At Sotheby’s over £66m was achieved, with Gerhard Richter dominating their sales with six painting achieving over £17.6 million. Richter also had four paintings in the ten most expensive sold over the two days and the increase in prices reflected the record prices set for his work in November auctions in New York. Confirming his place as one of the most desirable artists, every available piece in the London auctions sold as collectors sought to secure their own piece.

There is absolutely no doubt that the modern and contemporary markets are buzzing. For just a few days you can go to the Opera Gallery yourself and see what Jean-David thinks is interesting, challenging and up-and-coming work. We may not be able to afford these prices, but we should all take the opportunity to see some of these pieces first-hand, before they disappear into the hands of the collectors.

We took the opportunity to ask Jean-David what we should be looking out for when purchasing contemporary art for ourselves:

What flash of recognition do you get when you identify a new artist, and how are you able to define so accurately what you think will sell?
I am watching art and discovering new artists and new art all the time. What I like best is when an artist or his work really catches my attention, makes me physically stop to watch it longer. I am always looking for something unique, different and I am interested by artists who push the boundaries of physical possibilities and show how far we can go with the making of art. I am passionate about art and when you really believe in the artist you are selling, your clients and collectors will follow your passion and trust you.

Is there a way for us to identify those trends for ourselves when looking to invest in new pieces?
A good knowledge of art history and of the art market is the only way to identify these. But my first advice is ALWAYS to buy pieces that you like. Whether they turn out to be a good investment or not, you get to enjoy them and that's the most important thing about a piece of art! Other than that, if you yourself do not have the knowledge needed to invest wisely on the art market, seeking professional advice is the safest thing to do. As an art dealer, I have worked with people with bigger or smaller budgets but great passion and trust and I have helped them built strong and valuable art collections over the years.
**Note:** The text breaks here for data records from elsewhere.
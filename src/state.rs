use crate::domain::models::{DragOffset, SyncStatus};
use crate::domain::state_machine::GesturePhase;
use chrono::{DateTime, Utc};
use serde::Serialize;
use uuid::Uuid;

/// Everything the gesture transition function reads and returns. The
/// offset only changes when a release commits to a resting layout.
#[derive(Debug, Clone, Copy, PartialEq, Default)]
pub struct ToggleState {
    pub phase: GesturePhase,
    pub offset: DragOffset,
    pub is_on: bool,
}

#[derive(Debug, Clone, Serialize)]
#[serde(rename_all = "camelCase")]
pub struct SyncRun {
    pub run_id: Uuid,
    pub target: bool,
    pub started_at: DateTime<Utc>,
    pub finished_at: DateTime<Utc>,
    pub succeeded: Vec<u8>,
    pub failed: Vec<LightFailure>,
    /// False when a newer run had already taken over the status label.
    pub published: bool,
}

#[derive(Debug, Clone, Serialize)]
#[serde(rename_all = "camelCase")]
pub struct LightFailure {
    pub light_id: u8,
    pub reason: String,
}

impl SyncRun {
    pub fn is_complete(&self) -> bool {
        self.failed.is_empty()
    }

    pub fn terminal_status(&self) -> SyncStatus {
        let mut failed = self
            .failed
            .iter()
            .map(|failure| failure.light_id)
            .collect::<Vec<_>>();
        failed.sort_unstable();
        SyncStatus::Settled {
            run_id: self.run_id,
            target: self.target,
            failed,
        }
    }
}
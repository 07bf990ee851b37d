// Copyright 2024. The Jarrah Project
//
// Redistribution and use in source and binary forms, with or without modification, are permitted provided that the
// following conditions are met:
//
// 1. Redistributions of source code must retain the above copyright notice, this list of conditions and the following
// disclaimer.
//
// 2. Redistributions in binary form must reproduce the above copyright notice, this list of conditions and the
// following disclaimer in the documentation and/or other materials provided with the distribution.
//
// 3. Neither the name of the copyright holder nor the names of its contributors may be used to endorse or promote
// products derived from this software without specific prior written permission.
//
// THIS SOFTWARE IS PROVIDED BY THE COPYRIGHT HOLDERS AND CONTRIBUTORS "AS IS" AND ANY EXPRESS OR IMPLIED WARRANTIES,
// INCLUDING, BUT NOT LIMITED TO, THE IMPLIED WARRANTIES OF MERCHANTABILITY AND FITNESS FOR A PARTICULAR PURPOSE ARE
// DISCLAIMED. IN NO EVENT SHALL THE COPYRIGHT HOLDER OR CONTRIBUTORS BE LIABLE FOR ANY DIRECT, INDIRECT, INCIDENTAL,
// SPECIAL, EXEMPLARY, OR CONSEQUENTIAL DAMAGES (INCLUDING, BUT NOT LIMITED TO, PROCUREMENT OF SUBSTITUTE GOODS OR
// SERVICES; LOSS OF USE, DATA, OR PROFITS; OR BUSINESS INTERRUPTION) HOWEVER CAUSED AND ON ANY THEORY OF LIABILITY,
// WHETHER IN CONTRACT, STRICT LIABILITY, OR TORT (INCLUDING NEGLIGENCE OR OTHERWISE) ARISING IN ANY WAY OUT OF THE
// USE OF THIS SOFTWARE, EVEN IF ADVISED OF THE POSSIBILITY OF SUCH DAMAGE.

//! The seam between consensus and the application. The engine sequences transactions; what they
//! mean is entirely the state machine's business.

use thiserror::Error;

use crate::{blocks::Block, transactions::RawTransaction};

#[derive(Debug, Error)]
pub enum StateMachineError {
    #[error("Transaction rejected: {0}")]
    TransactionRejected(String),
    #[error("State transition failed: {0}")]
    TransitionFailed(String),
}

/// Application hooks invoked by the consensus engine. `verify_tx` gates transactions into blocks
/// and the mempool; `apply_block`/`revert_block` are driven by the orchestrator whenever the tip
/// moves, including the revert-then-reapply walk across a reorg's fork point.
pub trait StateMachine: Send + Sync {
    fn verify_tx(&self, tx: &RawTransaction) -> Result<(), StateMachineError>;

    fn apply_block(&self, block: &Block) -> Result<(), StateMachineError>;

    fn revert_block(&self, block: &Block) -> Result<(), StateMachineError>;
}

/// Accepts every transaction and ignores block application. Useful for tests and for nodes that
/// only relay.
#[derive(Debug, Default, Clone)]
pub struct NullStateMachine;

impl StateMachine for NullStateMachine {
    fn verify_tx(&self, _tx: &RawTransaction) -> Result<(), StateMachineError> {
        Ok(())
    }

    fn apply_block(&self, _block: &Block) -> Result<(), StateMachineError> {
        Ok(())
    }

    fn revert_block(&self, _block: &Block) -> Result<(), StateMachineError> {
        Ok(())
    }
}
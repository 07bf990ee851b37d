// Copyright 2024. The Jarrah Project
//
// Redistribution and use in source and binary forms, with or without modification, are permitted provided that the
// following conditions are met:
//
// 1. Redistributions of source code must retain the above copyright notice, this list of conditions and the following
// disclaimer.
//
// 2. Redistributions in binary form must reproduce the above copyright notice, this list of conditions and the
// following disclaimer in the documentation and/or other materials provided with the distribution.
//
// 3. Neither the name of the copyright holder nor the names of its contributors may be used to endorse or promote
// products derived from this software without specific prior written permission.
//
// THIS SOFTWARE IS PROVIDED BY THE COPYRIGHT HOLDERS AND CONTRIBUTORS "AS IS" AND ANY EXPRESS OR IMPLIED WARRANTIES,
// INCLUDING, BUT NOT LIMITED TO, THE IMPLIED WARRANTIES OF MERCHANTABILITY AND FITNESS FOR A PARTICULAR PURPOSE ARE
// DISCLAIMED. IN NO EVENT SHALL THE COPYRIGHT HOLDER OR CONTRIBUTORS BE LIABLE FOR ANY DIRECT, INDIRECT, INCIDENTAL,
// SPECIAL, EXEMPLARY, OR CONSEQUENTIAL DAMAGES (INCLUDING, BUT NOT LIMITED TO, PROCUREMENT OF SUBSTITUTE GOODS OR
// SERVICES; LOSS OF USE, DATA, OR PROFITS; OR BUSINESS INTERRUPTION) HOWEVER CAUSED AND ON ANY THEORY OF LIABILITY,
// WHETHER IN CONTRACT, STRICT LIABILITY, OR TORT (INCLUDING NEGLIGENCE OR OTHERWISE) ARISING IN ANY WAY OUT OF THE
// USE OF THIS SOFTWARE, EVEN IF ADVISED OF THE POSSIBILITY OF SUCH DAMAGE.

use jarrah_common_types::types::BlockHash;
use primitive_types::U256;

use crate::consensus::ConsensusConstants;

/// A contiguous run of blocks sharing one difficulty target. A boundary block (height divisible
/// by the epoch length) begins a new epoch pinned to itself; every other block inherits its
/// parent's epoch.
#[derive(Clone, PartialEq, Eq, Debug)]
pub struct Epoch {
    pub number: u64,
    /// The boundary block that opened this epoch.
    pub start_block_hash: BlockHash,
    /// Timestamp of the boundary block, in milliseconds.
    pub start_time: u64,
    pub start_height: u64,
    /// The difficulty target every block in this epoch must satisfy.
    pub difficulty: U256,
}

impl Epoch {
    /// The epoch's globally unique id. Height plus hash pins a single point in any valid chain,
    /// so two epochs on competing forks can never collide.
    pub fn id(&self) -> String {
        epoch_id(&self.start_block_hash, self.start_height)
    }

    /// Epoch zero, opened by the genesis block.
    pub fn genesis(constants: &ConsensusConstants) -> Self {
        Self {
            number: 0,
            start_block_hash: constants.genesis_block_hash(),
            start_time: 0,
            start_height: 0,
            difficulty: constants.genesis_difficulty(),
        }
    }
}

pub fn epoch_id(start_block_hash: &BlockHash, start_height: u64) -> String {
    format!("{}_{}", start_height, start_block_hash.to_hex())
}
How can galleries, particularly very smart galleries, do more to encourage the public to come in and view their pieces, without feeling that they are required to buy?
Art exhibitions are the best way. Selling is necessary for a gallery to survive, but art exhibitions are the window of their activity. Not anyone can buy a piece of art, but everyone can enter an art gallery and get a glance at the art of the moment. Creating a fun and entertaining event and yet ensuring a display of good quality is the key for a gallery to gain visibility and raise its public image.

With an increasingly multi-disciplined market which new mediums do you think will become more readily available to new collectors?
I believe that Photography is the genre of the century. In November 2011, the ever most expensive art photograph was auctioned in Christie’s in New York for 3.1 million euros. It is a photo of a landscape by Andreas Gursky, and an amazing piece. At the occasion of the sale, Pierre Cornette de Saint Cyr said: “I am thrilled that one finally understands photography is a major art! 90% of graphic creations from the 19th and early 20th centuries have been disregarded! We used to think that a portrait by Nadar was not art! The renowned painter Ingres himself said in 1860, while “stealing” and hiding Nadar’s photographic plates: “Photography is such a beautiful thing that they must not know about it!”.
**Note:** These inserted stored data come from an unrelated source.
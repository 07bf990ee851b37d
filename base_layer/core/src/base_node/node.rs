// Copyright 2024. The Jarrah Project
//
// Redistribution and use in source and binary forms, with or without modification, are permitted provided that the
// following conditions are met:
//
// 1. Redistributions of source code must retain the above copyright notice, this list of conditions and the following
// disclaimer.
//
// 2. Redistributions in binary form must reproduce the above copyright notice, this list of conditions and the
// following disclaimer in the documentation and/or other materials provided with the distribution.
//
// 3. Neither the name of the copyright holder nor the names of its contributors may be used to endorse or promote
// products derived from this software without specific prior written permission.
//
// THIS SOFTWARE IS PROVIDED BY THE COPYRIGHT HOLDERS AND CONTRIBUTORS "AS IS" AND ANY EXPRESS OR IMPLIED WARRANTIES,
// INCLUDING, BUT NOT LIMITED TO, THE IMPLIED WARRANTIES OF MERCHANTABILITY AND FITNESS FOR A PARTICULAR PURPOSE ARE
// DISCLAIMED. IN NO EVENT SHALL THE COPYRIGHT HOLDER OR CONTRIBUTORS BE LIABLE FOR ANY DIRECT, INDIRECT, INCIDENTAL,
// SPECIAL, EXEMPLARY, OR CONSEQUENTIAL DAMAGES (INCLUDING, BUT NOT LIMITED TO, PROCUREMENT OF SUBSTITUTE GOODS OR
// SERVICES; LOSS OF USE, DATA, OR PROFITS; OR BUSINESS INTERRUPTION) HOWEVER CAUSED AND ON ANY THEORY OF LIABILITY,
// WHETHER IN CONTRACT, STRICT LIABILITY, OR TORT (INCLUDING NEGLIGENCE OR OTHERWISE) ARISING IN ANY WAY OUT OF THE
// USE OF THIS SOFTWARE, EVEN IF ADVISED OF THE POSSIBILITY OF SUCH DAMAGE.

use std::sync::Arc;

use chrono::Utc;
use log::*;
use tokio::{
    sync::{broadcast, mpsc, watch, RwLock},
    task::JoinHandle,
};

use crate::{
    base_node::{
        comms_interface::{
            HeartbeatMessage,
            InboundNodeCommsHandlers,
            NewBlockOutcome,
            OutboundNodeCommsInterface,
            PeerId,
            WireMessage,
        },
        sync::{ChainSynchronizer, SyncError, SyncOutcome},
    },
    blocks::{Block, RawBlock},
    chain_storage::{AsyncBlockDag, ChainStorageError, TipChanged},
    consensus::ConsensusManager,
    mempool::{Mempool, TxInsertOutcome},
    state_machine::StateMachine,
};

const LOG_TARGET: &str = "c::bn::node";

/// Node identity and bootstrap settings. Unlike the consensus constants these are free to differ
/// between peers.
#[derive(Debug, Clone)]
pub struct BaseNodeConfig {
    pub client_version: String,
    pub wire_protocol_version: u32,
    /// The address peers can reach this node on; advertised in heartbeats.
    pub client_address: PeerId,
    pub bootstrap_peers: Vec<PeerId>,
}

impl Default for BaseNodeConfig {
    fn default() -> Self {
        Self {
            client_version: format!("jarrah/{}", env!("CARGO_PKG_VERSION")),
            wire_protocol_version: 1,
            client_address: String::new(),
            bootstrap_peers: Vec::new(),
        }
    }
}

/// The orchestrator. Owns the wiring between the transport channels, the miner, the store and
/// the sync engine:
///
/// - inbound gossip goes through the inbound handlers into the store and mempool; a block with an
///   unknown parent or a heartbeat advertising an unknown tip schedules a chain sync,
/// - miner solutions are ingested and then gossiped,
/// - tip changes drive the state machine across the fork point, reconcile the mempool and push a
///   fresh template to the miner watch channel.
pub struct BaseNode {
    config: BaseNodeConfig,
    db: AsyncBlockDag,
    mempool: Arc<RwLock<Mempool>>,
    state_machine: Arc<dyn StateMachine>,
    inbound: InboundNodeCommsHandlers,
    outbound: OutboundNodeCommsInterface,
    consensus: ConsensusManager,
    peers: Vec<PeerId>,
    tip_template: watch::Sender<Block>,
    sync_task: Option<JoinHandle<()>>,
}

impl BaseNode {
    pub fn new(
        config: BaseNodeConfig,
        db: AsyncBlockDag,
        mempool: Arc<RwLock<Mempool>>,
        state_machine: Arc<dyn StateMachine>,
        outbound: OutboundNodeCommsInterface,
    ) -> Result<Self, ChainStorageError> {
        let inbound = InboundNodeCommsHandlers::new(db.clone(), mempool.clone());
        let consensus = db.consensus();
        let peers = config.bootstrap_peers.clone();
        let (tip_template, _) = watch::channel(db.tip()?);
        Ok(Self {
            config,
            db,
            mempool,
            state_machine,
            inbound,
            outbound,
            consensus,
            peers,
            tip_template,
            sync_task: None,
        })
    }

    /// Handlers a transport can use to service request/reply messages (`get_tip`, `get_blocks`,
    /// `has_block`, `get_headers`) without going through the node loop.
    pub fn inbound_handlers(&self) -> InboundNodeCommsHandlers {
        self.inbound.clone()
    }

    /// Miners watch this for the tip to build their next template on.
    pub fn tip_template_watcher(&self) -> watch::Receiver<Block> {
        self.tip_template.subscribe()
    }

    /// Runs the node until `shutdown` flips. `inbound_messages` carries push-style gossip from
    /// the transport; `block_solutions` carries sealed blocks from the miner.
    pub async fn run(
        mut self,
        mut inbound_messages: mpsc::Receiver<(PeerId, WireMessage)>,
        mut block_solutions: mpsc::Receiver<RawBlock>,
        mut shutdown: watch::Receiver<bool>,
    ) {
        let mut tip_events = self.db.tip_events();
        let (sync_results_tx, mut sync_results) = mpsc::channel::<Result<SyncOutcome, SyncError>>(1);

        info!(
            target: LOG_TARGET,
            "Node starting with {} bootstrap peers", self.peers.len()
        );
        self.start_sync(&sync_results_tx);

        loop {
            tokio::select! {
                _ = shutdown.changed() => break,
                Some((peer, message)) = inbound_messages.recv() => {
                    self.handle_message(peer, message, &sync_results_tx).await;
                },
                Some(raw) = block_solutions.recv() => {
                    self.handle_block_solution(raw).await;
                },
                event = tip_events.recv() => match event {
                    Ok(event) => self.handle_tip_changed(event).await,
                    Err(broadcast::error::RecvError::Lagged(n)) => {
                        warn!(target: LOG_TARGET, "Dropped {} tip events, resyncing state from store", n);
                    },
                    Err(broadcast::error::RecvError::Closed) => break,
                },
                Some(result) = sync_results.recv() => {
                    self.handle_sync_result(result).await;
                },
            }
        }

        if let Some(task) = self.sync_task.take() {
            task.abort();
        }
        info!(target: LOG_TARGET, "Node shut down");
    }

    async fn handle_message(
        &mut self,
        peer: PeerId,
        message: WireMessage,
        sync_results: &mpsc::Sender<Result<SyncOutcome, SyncError>>,
    ) {
        match message {
            WireMessage::NewBlock { raw_block } => {
                let hash = raw_block.hash();
                match self.inbound.handle_new_block(raw_block.clone()).await {
                    Ok(NewBlockOutcome::Added) => {
                        let _ = self.outbound.broadcast_block(raw_block, Some(peer)).await;
                    },
                    Ok(NewBlockOutcome::AlreadyKnown) => {},
                    Ok(NewBlockOutcome::OrphanBlock) => {
                        debug!(
                            target: LOG_TARGET,
                            "Gossiped block {} has an unknown parent, scheduling sync", hash
                        );
                        self.add_peer(peer);
                        self.start_sync(sync_results);
                    },
                    Err(e) => warn!(target: LOG_TARGET, "Failed to ingest gossiped block {}: {}", hash, e),
                }
            },
            WireMessage::NewTransaction { raw_transaction } => {
                match self.inbound.handle_new_transaction(raw_transaction.clone()).await {
                    Ok(TxInsertOutcome::Inserted) => {
                        let _ = self.outbound.broadcast_transaction(raw_transaction, Some(peer)).await;
                    },
                    Ok(_) => {},
                    Err(e) => debug!(target: LOG_TARGET, "Rejected gossiped transaction: {}", e),
                }
            },
            WireMessage::Heartbeat(heartbeat) => {
                self.add_peer(peer);
                if !heartbeat.client_address.is_empty() {
                    self.add_peer(heartbeat.client_address.clone());
                }
                let local_height = self.db.tip().map(|t| t.height).unwrap_or(0);
                let behind = heartbeat.tip_height > local_height;
                match self.db.has_block(heartbeat.tip_hash).await {
                    Ok(false) if behind => {
                        debug!(
                            target: LOG_TARGET,
                            "Heartbeat advertises unknown tip {} at height {}, scheduling sync",
                            heartbeat.tip_hash,
                            heartbeat.tip_height
                        );
                        self.start_sync(sync_results);
                    },
                    Ok(_) => {},
                    Err(e) => warn!(target: LOG_TARGET, "Heartbeat tip lookup failed: {}", e),
                }
            },
            WireMessage::GossipPeers { peers } => {
                for peer in peers {
                    self.add_peer(peer);
                }
            },
            // Request/reply messages are serviced by the transport against the inbound handlers;
            // seeing one here means a peer is confused.
            other => trace!(target: LOG_TARGET, "Ignoring request-style message on gossip path: {:?}", other),
        }
    }

    async fn handle_block_solution(&mut self, raw: RawBlock) {
        let hash = raw.hash();
        info!(target: LOG_TARGET, "Miner found block {}", hash);
        match self.inbound.handle_new_block(raw.clone()).await {
            Ok(NewBlockOutcome::Added) => {
                let _ = self.outbound.broadcast_block(raw, None).await;
            },
            Ok(outcome) => debug!(target: LOG_TARGET, "Mined block {} not added: {:?}", hash, outcome),
            Err(e) => warn!(target: LOG_TARGET, "Failed to ingest mined block {}: {}", hash, e),
        }
    }

    /// Walks the application state machine across a tip change. For a plain chain extension the
    /// fork point is the previous tip and nothing is reverted.
    async fn handle_tip_changed(&mut self, event: TipChanged) {
        let TipChanged { new_tip, prev_tip } = event;
        if let Err(e) = self.apply_reorg(&new_tip, &prev_tip).await {
            error!(
                target: LOG_TARGET,
                "Failed to recompute state for tip {}: {}", new_tip.hash, e
            );
        }
        let _ = self.tip_template.send(new_tip);
    }

    async fn apply_reorg(&mut self, new_tip: &Block, prev_tip: &Block) -> Result<(), ChainStorageError> {
        let ancestor = self.db.find_common_ancestor(new_tip.hash, prev_tip.hash).await?;
        let reverted = if ancestor == prev_tip.hash {
            Vec::new()
        } else {
            self.db.get_blocks_between(ancestor, prev_tip.hash).await?
        };
        let applied = self.db.get_blocks_between(ancestor, new_tip.hash).await?;

        if !reverted.is_empty() {
            info!(
                target: LOG_TARGET,
                "Reorg: reverting {} blocks and applying {} (fork point {})",
                reverted.len(),
                applied.len(),
                ancestor
            );
        }

        // Newest first back to the fork point, then forward along the new branch.
        for block in reverted.iter().rev() {
            if let Err(e) = self.state_machine.revert_block(block) {
                error!(target: LOG_TARGET, "State machine failed to revert {}: {}", block.hash, e);
            }
        }
        for block in &applied {
            if let Err(e) = self.state_machine.apply_block(block) {
                error!(target: LOG_TARGET, "State machine failed to apply {}: {}", block.hash, e);
            }
        }

        self.mempool
            .write()
            .await
            .process_reorg(&applied, &reverted, new_tip.height);
        Ok(())
    }

    /// Spawns a chain sync, aborting any sync already in flight (phases C/D drop their
    /// outstanding fetches at the next await point).
    fn start_sync(&mut self, results: &mpsc::Sender<Result<SyncOutcome, SyncError>>) {
        if let Some(task) = self.sync_task.take() {
            if !task.is_finished() {
                debug!(target: LOG_TARGET, "Superseding active sync");
                task.abort();
            }
        }
        if self.peers.is_empty() {
            debug!(target: LOG_TARGET, "No peers to sync from");
            return;
        }

        let synchronizer = ChainSynchronizer::new(
            self.db.clone(),
            self.outbound.clone(),
            self.consensus.clone(),
            self.peers.clone(),
        );
        let results = results.clone();
        self.sync_task = Some(tokio::spawn(async move {
            let outcome = synchronizer.run().await;
            let _ = results.send(outcome).await;
        }));
    }

    async fn handle_sync_result(&mut self, result: Result<SyncOutcome, SyncError>) {
        match result {
            Ok(SyncOutcome::UpToDate) => debug!(target: LOG_TARGET, "Sync: already up to date"),
            Ok(SyncOutcome::Synced { new_tip, blocks_added }) => {
                info!(
                    target: LOG_TARGET,
                    "Sync finished at tip {} ({} blocks added)", new_tip, blocks_added
                );
                // Tip events already walked the state machine; what remains is dropping pool
                // entries the new chain state no longer accepts.
                self.mempool.write().await.revalidate();
                let _ = self.outbound.broadcast(self.heartbeat(), None).await;
            },
            Err(e) => warn!(target: LOG_TARGET, "Sync failed: {}", e),
        }
    }

    fn heartbeat(&self) -> WireMessage {
        let tip = self.db.tip().ok();
        WireMessage::Heartbeat(HeartbeatMessage {
            tip_hash: tip.as_ref().map(|t| t.hash).unwrap_or_default(),
            tip_height: tip.map(|t| t.height).unwrap_or(0),
            client_version: self.config.client_version.clone(),
            wire_protocol_version: self.config.wire_protocol_version,
            client_address: self.config.client_address.clone(),
            time: Utc::now(),
        })
    }

    fn add_peer(&mut self, peer: PeerId) {
        if peer.is_empty() || peer == self.config.client_address || self.peers.contains(&peer) {
            return;
        }
        debug!(target: LOG_TARGET, "Adding peer `{}`", peer);
        self.peers.push(peer);
    }
}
Photography is indeed an amazing genre: it allows a great power of criticism of the society - like Gerard Rancinan does so well, who will be exhibited at this year's Milan Triennale. It is a versatile genre as well, that can be either figurative as the art of the above-mentioned artists, but also abstract as is the avant-garde photography of Olivier Dassault.

Apart from photography, I always find mixed media artworks and installations that use unexpected materials both very exciting and entertaining. I shall of course mention Royal Academician David Mach sculptures - they're breath-taking!